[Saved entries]
%%
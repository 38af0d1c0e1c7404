//! Command payload layout.
//!
//! The payload of a [`MessageType::Command`](crate::MessageType::Command)
//! frame is `Version:u8 ‖ Signature:64 hex bytes ‖ Args`, where `Args` is the
//! null-joined argument vector with no trailing null.

use crate::auth::calculate_signature;
use crate::error::{Error, Result};
use crate::message::{PROTOCOL_VERSION, SIGNATURE_LENGTH};

/// A parsed command handshake.
#[derive(Debug, Clone, PartialEq, Eq)]
pub struct CommandRequest {
    pub version: u8,
    pub signature: String,
    pub args: Vec<String>,
}

/// Build a command payload, signing the argument vector with the secret.
pub fn encode_command(auth_secret: &str, args: &[String]) -> Result<Vec<u8>> {
    if args.is_empty() {
        return Err(Error::MalformedCommand(
            "no arguments provided for command".into(),
        ));
    }

    let signature = calculate_signature(auth_secret, args);
    let args_len: usize = args.iter().map(|a| a.len() + 1).sum();

    let mut payload = Vec::with_capacity(1 + SIGNATURE_LENGTH + args_len);
    payload.push(PROTOCOL_VERSION);
    payload.extend_from_slice(signature.as_bytes());
    for (i, arg) in args.iter().enumerate() {
        if i > 0 {
            payload.push(0);
        }
        payload.extend_from_slice(arg.as_bytes());
    }

    Ok(payload)
}

/// Parse a command payload into its components.
///
/// The version byte is returned as-is; rejecting a mismatched version is the
/// caller's decision. A payload of exactly 65 bytes carries an empty argument
/// vector; anything shorter is malformed.
pub fn parse_command(payload: &[u8]) -> Result<CommandRequest> {
    if payload.len() < 1 + SIGNATURE_LENGTH {
        return Err(Error::MalformedCommand(format!(
            "payload length {} is too short (minimum required: {})",
            payload.len(),
            1 + SIGNATURE_LENGTH
        )));
    }

    let version = payload[0];

    let signature = std::str::from_utf8(&payload[1..1 + SIGNATURE_LENGTH])
        .map_err(|_| Error::MalformedCommand("signature is not valid ASCII".into()))?
        .to_string();

    let args_part = &payload[1 + SIGNATURE_LENGTH..];
    let mut args = Vec::new();
    if !args_part.is_empty() {
        for chunk in args_part.split(|b| *b == 0) {
            let arg = String::from_utf8(chunk.to_vec())
                .map_err(|_| Error::MalformedCommand("argument is not valid UTF-8".into()))?;
            args.push(arg);
        }
    }

    Ok(CommandRequest {
        version,
        signature,
        args,
    })
}

#[cfg(test)]
mod tests {
    use super::*;
    use crate::auth::verify_signature;

    fn args(values: &[&str]) -> Vec<String> {
        values.iter().map(|v| v.to_string()).collect()
    }

    #[test]
    fn test_roundtrip() {
        let command = args(&["-i", "input file.mkv", "-c:v", "libx264", "out.mp4"]);
        let payload = encode_command("secret", &command).unwrap();
        let parsed = parse_command(&payload).unwrap();
        assert_eq!(parsed.version, PROTOCOL_VERSION);
        assert_eq!(parsed.args, command);
        assert!(verify_signature("secret", &parsed.signature, &parsed.args));
    }

    #[test]
    fn test_roundtrip_awkward_args() {
        // Newlines, spaces and non-ASCII all survive the null-joined layout.
        let command = args(&["-metadata", "title=multi\nline", "départ.mp4", ""]);
        let payload = encode_command("secret", &command).unwrap();
        assert_eq!(parse_command(&payload).unwrap().args, command);
    }

    #[test]
    fn test_empty_args_rejected_on_encode() {
        assert!(matches!(
            encode_command("secret", &[]),
            Err(Error::MalformedCommand(_))
        ));
    }

    #[test]
    fn test_minimum_payload_boundary() {
        // 65 bytes parses with an empty argument vector; 64 does not parse.
        let mut payload = vec![PROTOCOL_VERSION];
        payload.extend_from_slice(&[b'0'; SIGNATURE_LENGTH]);
        assert_eq!(payload.len(), 65);
        let parsed = parse_command(&payload).unwrap();
        assert!(parsed.args.is_empty());

        payload.pop();
        assert!(matches!(
            parse_command(&payload),
            Err(Error::MalformedCommand(_))
        ));
    }

    #[test]
    fn test_version_is_reported_not_rejected() {
        let mut payload = encode_command("secret", &args(&["-version"])).unwrap();
        payload[0] = 9;
        assert_eq!(parse_command(&payload).unwrap().version, 9);
    }
}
%%
- Aim of the exercise: Copy from the entries above each line in which the string "Error" can be found.

- Completed exercise:
use crate::error::{Error, Result};
        return Err(Error::MalformedCommand(
        return Err(Error::MalformedCommand(format!(
        .map_err(|_| Error::MalformedCommand("signature is not valid ASCII".into()))?
                .map_err(|_| Error::MalformedCommand("argument is not valid UTF-8".into()))?;
            Err(Error::MalformedCommand(_))
            Err(Error::MalformedCommand(_))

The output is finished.